Kamis, 25 September 2014

Makalah Kasus Minamata, Kasus Teluk Buyat, dan Kasus Munir

TOKSIKOLOGI LINGKUNGAN
Makalah Kasus Minamata, Teluk Buyat, dan Munir







Nama : Khaerun Nisa
Nim: PO713221141067
Kelas : 1-b


POLITEKNIK KESEHATAN MAKASSAR
JURUSAN KESEHATAN LINGKUNGAN
TAHUN 2014









Kata Pengantar


            Puji syukur kita panjatkan kehadirat Allah SWT. Karena penyusunan makalah tentang Kasus Minamata, Teluk Buyat, dan Munir ini dapat diselesaikan meskipun dalam bentuk sederhana. Shalawat dan salam juga tetap tercurahkan kepada Rasulullah beserta junjungannya karena keindahannya budi pekerti yang menjadi suri teladan kita.
          Saya menyadari bahwa penyusunan makalah ini belum mencapai ekspektasi yang diharapkan. Namun saya mengharapkan semoga makalah ini dapat berguna khususnya bagi penulis dan umumnya bagi pembaca.













Daftar Isi

Kata Pengantar………………………………………………………..………1
Daftar Isi……………………………………………………………………...2
Bab 1. Pendahuluan
ü Latar Belakang………..……………………………………….….……3
Bab 2. Pembahasan
ü Kasus Minamata …………………………………………………..…..5
·        Kesimpulan…………………………………………….…….….7
ü Kasus Teluk buyat…………………………………………….…….….7
·        Kesimpulan…………………………………………………......10
ü Kasus Munir…………………………………………………………...10
·        Kesimpulan……………………………………………………..11
Bab 3. Penutup
Ø Kesimpulan…………………………………………………………….12
Ø Saran……………………………………………………………………12
Daftar Pustaka………………………………………………………...………13











BAB I
Pendahuluan

Latar Belakang

          Penyakit minamata mendapat namanya dari kota Minamata, Prefektur Kumamoto di Jepang. Penyakit minamata atau sindrom minamata adalah sindrom kelainan fungsi saraf yang di sebabkan oleh keracunan akut air raksa. Penyakit ini mewabah mulai tahun 1958, pada waktu itu terjadi masalah wabah penyakit di kota Mintamana Jepang. Ratusan orang mati akibat penyakit yang aneh dengan gejala kelumpuhan syaraf. Gejala sindrom ini seperti kesemutan pada kaki dan tangan, lemas-lemas, penyempitan sudut pandang dan degradasi kemampuan berbicara dan pendengaran .
          Hampir seluruh media massa nasional pada minggu ketiga dan keempat Juli 2004 menulis mengenai penderitaan warga Teluk Buyat. Nama Buyat mencuat setelah munculnya keluhan penyakit yang di duga Minamata yang di derita sejumlah warga Desa Buyat, Minahasa, Sulawesi Utara.
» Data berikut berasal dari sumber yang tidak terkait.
//! In-memory collaborators for driving the engine in tests.

use std::collections::{BTreeMap, BTreeSet};
use std::sync::Arc;
use std::sync::atomic::{AtomicBool, Ordering};

use parking_lot::Mutex;
use tokio::sync::Semaphore;

use hive_state::{InstanceStatus, ObjectPath};

use crate::collaborators::{Action, ActionRunner, BoxFuture, ConfigProvider, Freezer, StatusProvider};
use crate::config::ObjectConfig;
use crate::error::{MonitorError, MonitorResult};

/// Records every launched action. Actions on `failing` paths fail; when
/// holding, actions only complete after [`RecordingRunner::release`].
#[derive(Default)]
pub struct RecordingRunner {
    calls: Mutex<Vec<(ObjectPath, Action)>>,
    failing: Mutex<BTreeSet<ObjectPath>>,
    hold: Option<Arc<Semaphore>>,
}

impl RecordingRunner {
    pub fn new() -> Self {
        Self::default()
    }

    pub fn holding() -> Self {
        Self {
            hold: Some(Arc::new(Semaphore::new(0))),
            ..Self::default()
        }
    }

    pub fn fail(&self, path: &str) {
        self.failing.lock().insert(path.to_string());
    }

    pub fn release(&self) {
        if let Some(hold) = &self.hold {
            hold.add_permits(1024);
        }
    }

    pub fn calls(&self) -> Vec<(ObjectPath, Action)> {
        self.calls.lock().clone()
    }
}

impl ActionRunner for RecordingRunner {
    fn run(&self, path: &str, action: Action) -> BoxFuture<MonitorResult<()>> {
        self.calls.lock().push((path.to_string(), action.clone()));
        let fails = self.failing.lock().contains(path);
        let hold = self.hold.clone();
        let path = path.to_string();
        Box::pin(async move {
            if let Some(hold) = hold {
                let _permit = hold.acquire().await;
            }
            if fails {
                return Err(MonitorError::Action {
                    path,
                    action: action.to_string(),
                    message: "injected failure".into(),
                });
            }
            Ok(())
        })
    }
}

#[derive(Default)]
pub struct MemoryFreezer {
    node: AtomicBool,
    paths: Mutex<BTreeSet<ObjectPath>>,
}

impl MemoryFreezer {
    pub fn new() -> Self {
        Self::default()
    }
}

impl Freezer for MemoryFreezer {
    fn is_frozen(&self, path: &str) -> bool {
        self.paths.lock().contains(path)
    }

    fn freeze(&self, path: &str) -> MonitorResult<()> {
        self.paths.lock().insert(path.to_string());
        Ok(())
    }

    fn thaw(&self, path: &str) -> MonitorResult<()> {
        self.paths.lock().remove(path);
        Ok(())
    }

    fn node_frozen(&self) -> bool {
        self.node.load(Ordering::SeqCst)
    }

    fn freeze_node(&self) -> MonitorResult<()> {
        self.node.store(true, Ordering::SeqCst);
        Ok(())
    }

    fn thaw_node(&self) -> MonitorResult<()> {
        self.node.store(false, Ordering::SeqCst);
        Ok(())
    }
}

#[derive(Default)]
pub struct StaticConfig {
    objects: Mutex<BTreeMap<ObjectPath, ObjectConfig>>,
}

impl StaticConfig {
    pub fn new(objects: impl IntoIterator<Item = ObjectConfig>) -> Self {
        Self {
            objects: Mutex::new(objects.into_iter().map(|o| (o.path.clone(), o)).collect()),
        }
    }

    pub fn insert(&self, object: ObjectConfig) {
        self.objects.lock().insert(object.path.clone(), object);
    }

    pub fn remove(&self, path: &str) {
        self.objects.lock().remove(path);
    }
}

impl ConfigProvider for StaticConfig {
    fn objects(&self) -> Vec<ObjectPath> {
        self.objects.lock().keys().cloned().collect()
    }

    fn object(&self, path: &str) -> Option<ObjectConfig> {
        self.objects.lock().get(path).cloned()
    }

    /// Slaves inherit the scaler's nodes and placement.
    fn create_slave(&self, scaler: &str, slave: &str, width: u32) -> MonitorResult<()> {
        let mut objects = self.objects.lock();
        let parent = objects
            .get(scaler)
            .cloned()
            .ok_or_else(|| MonitorError::ObjectNotFound(scaler.to_string()))?;
        let mut config = ObjectConfig {
            path: slave.to_string(),
            scale: None,
            slave_size: 1,
            ..parent
        };
        config = config.with_flex(width, width, width);
        objects.insert(slave.to_string(), config);
        Ok(())
    }
}

/// Instance statuses set by the test. Unknown paths report an error, so the
/// previously published status is kept.
#[derive(Default)]
pub struct StaticStatus {
    statuses: Mutex<BTreeMap<ObjectPath, InstanceStatus>>,
}

impl StaticStatus {
    pub fn new() -> Self {
        Self::default()
    }

    pub fn set(&self, path: &str, status: InstanceStatus) {
        self.statuses.lock().insert(path.to_string(), status);
    }
}

impl StatusProvider for StaticStatus {
    fn instance_status(&self, path: &str) -> BoxFuture<MonitorResult<InstanceStatus>> {
        let status = self
            .statuses
            .lock()
            .get(path)
            .cloned()
            .ok_or_else(|| MonitorError::ObjectNotFound(path.to_string()));
        Box::pin(async move { status })
    }
}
Penyakit minamata merupakan sebuah penyakit yang disebabkan  oleh cemaran merkuri di sebuah tempat bernama sama di Jepang.Peristiwa Teluk Buyat di akibatkan karena adanya cemaran merkuri yang di duga berasal dari operasi sebuah perusahaan tambang emas asing PT Newmont Minahasa Raya (NMR).
          Kasus-kasus pelanggaran HAM di Indonesia menurut pasal 1 Ayat 6 No. 39 Tahun 1999 yang dimaksud dengan pelanggaran hak asasi manusia setiap perbuatan seseorang atau kelompok orang termasuk aparat Negara, baik disengaja ataupun tidak disengaja atau kelalaian yang secara hukum mengurangi , menghalangi, membatasi, dan atau mencabut hak asasi manusia seseorang atau kelompok orang yang dijamin oleh undang-undang dan tidak mendapatkan atau dikhawatirkan tidak akan memperoleh penyesalan hukum yang adil dan benar berdasarkan mekanisme hukum yang berlaku.
         























BAB II
Pembahasan

1. Kasus Minamata

            Pada tahun 1950, Jepang dihentak sebuah kasus pencemaran merkuri. Kasus ini disebut tragedi Minamata atau Minamata Disaster. Peristiwa Minamata didokumentasikan dengan baik oleh Goldberg pada tahun 1974. Hasil dokumentasi itu menggambarkan akibat pembuangan limbah industri yang mengandung methyl mercury ke laut pada tahun 1930-an di Teluk Minimata.
Karena mengonsumsi ikan dan kerang dari Teluk Minamata yang tercemar methyl mercury, ribuan penduduk dari dua wilayah di pesisir Minamata, yaitu Provinsi Kumamoto dan Kagoshima, menjadi korbannya. Minamata bukanlah penyakit menular atau menurun secara genetis. Penyakit ini kali pertama ditemukan di Kota Kumamoto pada tahun 1956. Dan pada 1968, pemerintah Jepang menyatakan bahwa penyakit ini disebabkan oleh pencemaran pabrik Chisso Co., Ltd.
Methyl mercury yang masuk tubuh manusia akan menyerang sistem saraf pusat. Gejala awal antara lain kaki dan tangan menjadi gemetar dan lemah, kelelahan, telinga berdengung, kemampuan penglihatan melemah, kehilangan pendengaran, bicara cadel, serta gerakan menjadi tidak terkendali. Beberapa penderita berat penyakit Minamata menjadi gila, tidak sadarkan diri, dan meninggal setelah sebulan menderita penyakit ini.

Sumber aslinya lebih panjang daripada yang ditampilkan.